It basically looks like a vertical rectangle.
To identify a Marubozu candlestick pattern, look for the following criteria:
- The single candle involved in the signal should have a long body.
- There must not be an upper or a lower shadow (or wick).
- The candle can be white/green or black/red, and it can appear anywhere on the chart.
- A white/green Marubozu moves upward and is very bullish.
- A black/red Marubozu moves downward and is very bearish.
- The longer the candle is, the stronger the price move.
The word marubozu means “bald head” or “shaved head” in Japanese, and this is reflected in the candlestick’s lack of shadows.

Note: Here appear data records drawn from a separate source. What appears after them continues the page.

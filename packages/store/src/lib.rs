pub mod config;
pub mod error;
pub mod kv;
pub mod models;
pub mod notebook;
pub mod schema;

mod file_store;
mod memory;
pub use file_store::FileStore;
pub use memory::MemoryStore;

#[cfg(all(target_arch = "wasm32", feature = "web"))]
mod local;
#[cfg(all(target_arch = "wasm32", feature = "web"))]
pub use local::LocalStorage;

pub use config::ClientConfig;
pub use error::StoreError;
pub use kv::KeyValueStore;
pub use models::{Author, Hashtag, Profile, Recipe, RecipeDetails, RecipeDraft, VoteRecord, VoteType};
pub use notebook::{LegacyRecipe, Notebook, NotebookStats};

When you see a Marubozu candlestick, the fact that there are no shadows tells you that the session opened at the highest price and closed at the lowest price of the day.
In a bullish Marubozu, the buyers maintained control of the price throughout the session, from the opening to the close.
In a bearish Marubozu, the sellers controlled the price from the opening to the close.
To better analyze a specific Marubozu, observe the following:
- If a White Marubozu occurs at the end of an uptrend, a continuation is likely.
- If a White Marubozu occurs at the end of a downtrend, a reversal is likely.
- If a Black Marubozu occurs at the end of a downtrend, a continuation is likely.
- If a Black Marubozu occurs at the end of an uptrend, a reversal is likely.